Holocaust survivor kept his secret, fearing ‘history might repeat’.....
"The family was denounced by a traitorous neighbor. The Gestapo arrived. The family was forced from their home with only a few items.”
Holocaust survivor kept his secret, fearing ‘history might repeat’.....
A Christian woman, Adela Pilch, hid them in a neighboring village, but the einsatzgruppen, the ruthless SS death squads, were closing in. Rather than expose the kind woman and her family, the Friedmanns returned to Kraków.
Richard A. Friedemann’s obituary recalls a hidden past life intricately woven into Poland’s darkest chapter during World War II, but also a life well lived. By Beth Dalbey https://www.msn.com/en-us/news/us/holocaust-survivor-kept-secret-fearing-%E2%80%98history-might-repeat%E2%80%99/ar-AAH5oY4
Richard A. Friedemann’s children didn’t have to hastily scratch out a grave for their father, as he and his brother did for theirs. Mr. Friedemann died with dignity at age 92, in the caress of the family who loved him.
That gentle end had been denied to Mr. Friedmann’s father, who died anything but peacefully at the hands of Nazis in the Płaszów Concentration Camp.
The Nazis took Mr. Friedmann’s father. They took his mother. They robbed him of his childhood. They even managed to steal from Mr. Friedmann the part that most defined him — his Jewish heritage, hidden for decades after his escape to the United States.
How he reclaimed his heritage, and how he became one hell of an American, was the theme of an obituary about his life and his death.
Published in the Tallahassee Democrat and other newspapers, it spells out his life in Poland and his success in the United States, where Mr. Friedmann’s life was one of private secrets and very public achievements..
Mr. Friedmann’s father, Leon, had been murdered, as some 3 million Polish Jews were in the notorious death camps of World War II. His body had been thrown on a cart that was rolling toward a mass grave. Mr. Friedmann and his older brother Zygmunt crawled under the internal wire fence and retrieved their father’s body.
They buried him in a grave they dug with their own hands.
Richard A. Friedmann’s journey — hidden from his two children until late in his life for a compelling reason — is a story intricately woven into the darkest chapter in Poland’s history.
‘Love, Good Food And Art’ — Then, The Invasion
Mr. Friedmann was born into an idyllic life in Kraków, Poland, to a family whose home was “filled with love, good food and art,” his obituary said.
The serenity of that gentle life was fleeting.

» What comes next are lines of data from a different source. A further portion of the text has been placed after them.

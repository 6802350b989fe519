// Copyright (c) 2026 - Soldr Project Developers
//! Typed Resource Specifications
//!
//! Desired-state descriptions for the four resource kinds the stack
//! declares. Each spec is a plain serializable value; identity and
//! dependency wiring live in [`crate::graph`].
//!
//! References between resources are typed [`ResourceRef`]s, so a subnet
//! can only point at a network and an instance interface can only point
//! at a network and a subnet.

pub mod firewall;
pub mod instance;
pub mod network;
pub mod subnet;

pub use firewall::{Direction, FirewallAllow, FirewallSpec};
pub use instance::{
    AccessConfigSpec, BootDiskSpec, InstanceSpec, InstanceSpecBuilder, NetworkInterfaceSpec,
};
pub use network::NetworkSpec;
pub use subnet::SubnetSpec;

use serde::{Deserialize, Serialize};
use std::fmt;
use std::hash::{Hash, Hasher};
use std::marker::PhantomData;
use uuid::Uuid;

/// Untyped identity of a declared graph node
#[derive(Debug, Clone, Copy, PartialEq, Eq, Hash, PartialOrd, Ord, Serialize, Deserialize)]
#[serde(transparent)]
pub struct NodeId(Uuid);

impl NodeId {
    /// Mint a fresh node identity
    pub fn new() -> Self {
        Self(Uuid::now_v7())
    }
}

impl Default for NodeId {
    fn default() -> Self {
        Self::new()
    }
}

impl fmt::Display for NodeId {
    fn fmt(&self, f: &mut fmt::Formatter<'_>) -> fmt::Result {
        write!(f, "{}", self.0)
    }
}

/// Typed handle to a declared resource node
///
/// A `ResourceRef<NetworkSpec>` can only be produced by declaring a
/// network, so holding one proves the referenced node exists and has the
/// expected kind. The phantom type is erased on the wire.
pub struct ResourceRef<T> {
    node: NodeId,
    _marker: PhantomData<fn() -> T>,
}

impl<T> ResourceRef<T> {
    /// Wrap an existing node identity
    pub(crate) fn from_node(node: NodeId) -> Self {
        Self {
            node,
            _marker: PhantomData,
        }
    }

    /// Get the underlying untyped node identity
    pub fn node_id(&self) -> NodeId {
        self.node
    }
}

// Manual impls: derives would demand `T: Clone`/`T: Copy` bounds the
// phantom parameter does not need.
impl<T> Clone for ResourceRef<T> {
    fn clone(&self) -> Self {
        *self
    }
}

impl<T> Copy for ResourceRef<T> {}

impl<T> PartialEq for ResourceRef<T> {
    fn eq(&self, other: &Self) -> bool {
        self.node == other.node
    }
}

impl<T> Eq for ResourceRef<T> {}

impl<T> Hash for ResourceRef<T> {
    fn hash<H: Hasher>(&self, state: &mut H) {
        self.node.hash(state);
    }
}

impl<T> fmt::Debug for ResourceRef<T> {
    fn fmt(&self, f: &mut fmt::Formatter<'_>) -> fmt::Result {
        f.debug_tuple("ResourceRef").field(&self.node).finish()
    }
}

impl<T> Serialize for ResourceRef<T> {
    fn serialize<S: serde::Serializer>(&self, serializer: S) -> Result<S::Ok, S::Error> {
        self.node.serialize(serializer)
    }
}

impl<'de, T> Deserialize<'de> for ResourceRef<T> {
    fn deserialize<D: serde::Deserializer<'de>>(deserializer: D) -> Result<Self, D::Error> {
        NodeId::deserialize(deserializer).map(Self::from_node)
    }
}

/// Resource taxonomy for the graph nodes
#[derive(Debug, Clone, Copy, PartialEq, Eq, Hash, Serialize, Deserialize)]
#[serde(rename_all = "snake_case")]
pub enum ResourceKind {
    Network,
    Subnet,
    Firewall,
    Instance,
}

impl fmt::Display for ResourceKind {
    fn fmt(&self, f: &mut fmt::Formatter<'_>) -> fmt::Result {
        match self {
            ResourceKind::Network => write!(f, "network"),
            ResourceKind::Subnet => write!(f, "subnet"),
            ResourceKind::Firewall => write!(f, "firewall"),
            ResourceKind::Instance => write!(f, "instance"),
        }
    }
}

Mr. Friedmann was not yet a teenager when the Nazis invaded Poland 80 years ago this month, in 1939. The close, loving family scattered, young Richard with his mother to Lvov (now L’viv, Ukraine) and his father and brother Zygmunt to the Polish Army reserve to resist the Nazis, who gripped Poland for five nightmarish years.
When the Soviet Union invaded in 1941, Mr. Friedmann and his mother fled again, this time back to Kraków, where the family was reunited.
The biggest and most important city of southern Poland, Kraków had remained relatively intact, unlike the Polish cities of Warsaw, Poznań and Białystok, which had been largely leveled. The Nazis had seized Kraków as the capital of the General Government, using it as a base to supply the Third Reich.
Though Kraków looked the part of a vibrant city with gleaming windows, perfect pavement and intact roofs, the Nazis had “Germanized” it with totalitarian harshness, racial and national segregation, and the mass slaughter of Poles of Jewish origin. Polish culture had been stripped from the city with the massive theft of works of art.
The Nazi campaign of hate and fear had also disrupted the centuries-long history of Polish-Jewish relations in Kraków. Treachery was everywhere. Despite outward appearances, Kraków was an unfriendly, unwelcoming place for the Friedmanns even by non-Jewish Poles.
From the obituary:
“The family was denounced by a traitorous neighbor. The Gestapo arrived. The family was forced from their home with only a few items.”
A Christian woman, Adela Pilch, hid them in a neighboring village, but the einsatzgruppen, the ruthless SS death squads, were closing in. Rather than expose the kind woman and her family, the Friedmanns returned to Kraków.
The family was back together — brothers, mother and father — but only briefly until they were rounded up and taken to concentration camps.
‘Hellish Journey’ Through Nazi Camps
After they buried their father, brothers Richard and Zygmunt “began a hellish journey” from one concentration camp to another. From Płaszów Concentration Camp, they went to Auschwitz-Birkenau, to Dachau and its Kaufering subcamps near the towns of Lansburg and Augsburg, and finally to the underground Messerschmitt-werke, a former sand mind converted by the Nazis to build fighter aircraft.
From the obituary:
“Surviving numerous brushes with death, Richard and his brother were forced on a death march from one of the sub-camps in April of 1945. The march was designed to kill prisoners through exertion. Those that survived the march were led to a clearing in the woods near Klimach, where they were to be murdered.”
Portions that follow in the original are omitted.